Analysis of the pharmacological properties of chicken melanocortin-2 receptor (cMC2R) and chicken melanocortin-2 accessory protein 1 (cMRAP1)

The chicken (Gallus gallus) melanocortin-2 receptor (cMC2R) can be functionally expressed in CHO cells when chicken melanocortin-2 receptor accessory protein 1 (cMRAP1) is co-expressed. The transiently transfected CHO cells responded in a robust manner to stimulation by hACTH(1-24) (EC50 value = 2.7 × 10−12 M +/− 1.3 × 10−12), but the transfected CHO cells could not be stimulated by NDP-MSH at concentrations as high as 10−7 M. Incubation of cMC2R/cMRAP1 transfected cells with alanine substituted analogs of hACTH(1-24) at amino acid positions F7 or W9 completely blocked stimulation of the transfected cells. Similarly, incubation of cMC2R/cMRAP1 transfected cells with an analog of hACTH(1-24) with alanine substitutions at amino acid positions R17R18P19 resulted in a 276 fold shift in EC50 value relative to the positive control (p < 0.004).

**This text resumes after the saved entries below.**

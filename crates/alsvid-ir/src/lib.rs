//! Alsvid Circuit Intermediate Representation
//!
//! Data structures for describing quantum circuits to the Alsvid symbolic
//! simulators: the serde-facing boundary description, the closed gate
//! table, and the parsed instruction sequence.
//!
//! # Overview
//!
//! Circuits arrive from the provider layer as [`CircuitDescription`]
//! values — string-named operations over integer qubit indices. Parsing
//! resolves every name through the closed [`StandardGate`] table exactly
//! once, so downstream consumers dispatch exhaustively over enum variants
//! and unsupported names are rejected before execution starts.
//!
//! # Example: Building a Bell State
//!
//! ```rust
//! use alsvid_ir::{Circuit, QubitId};
//!
//! let mut circuit = Circuit::new("bell", 2);
//! circuit.h(QubitId(0)).unwrap();
//! circuit.cx(QubitId(0), QubitId(1)).unwrap();
//!
//! assert_eq!(circuit.num_qubits(), 2);
//! assert_eq!(circuit.instructions().len(), 2);
//! ```
//!
//! # Supported operations
//!
//! | Name | Qubits | Description |
//! |------|--------|-------------|
//! | `id` | 1 | Identity (ignored with a diagnostic) |
//! | `x`, `y`, `z` | 1 | Pauli gates |
//! | `h` | 1 | Hadamard gate |
//! | `s`, `sdg` | 1 | Phase gate and its inverse |
//! | `t`, `tdg` | 1 | π/8-phase gate and its inverse |
//! | `u`, `u1`, `u2`, `u3` | 1 | General rotation, 1–3 parameters |
//! | `cu`, `cu1`, `cu2`, `cu3` | 2 | Controlled general rotation |
//! | `cx` (`cnot`) | 2 | Controlled-NOT |
//! | `cy`, `cz` | 2 | Controlled-Y / controlled-Z |
//! | `ccx` (`ccnot`, `toffoli`) | 3 | Toffoli |
//! | `barrier` | any | Synchronization point (ignored) |
//! | `measure`, `reset` | 1 | Parsed, but rejected by the engines |

pub mod circuit;
pub mod error;
pub mod gate;
pub mod instruction;
pub mod qubit;

pub use circuit::{Circuit, CircuitDescription, OperationDescription};
pub use error::{IrError, IrResult};
pub use gate::StandardGate;
pub use instruction::{Instruction, InstructionKind};
pub use qubit::QubitId;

Collectively these observations suggest that cMC2R has binding sites for the HFRW motif and KKRRP motif of hACTH(1-24), and both motifs are required for full activation of the receptor. While previous studies had shown that Anolis carolinensis MC2R and Xenopus tropicalis MC2R could be functionally expressed in CHO cells that co-expressed mouse MRAP1, co-expression of these non-mammalian tetrapod MC2Rs with cMRAP1 resulted in a significant increase in sensitivity to hACTH(1-24), as measured by EC50 value, for A. carolinensis MC2R (p < 0.005) and X. tropicalis MC2R (p < 0.007). The implications of these observations are discussed.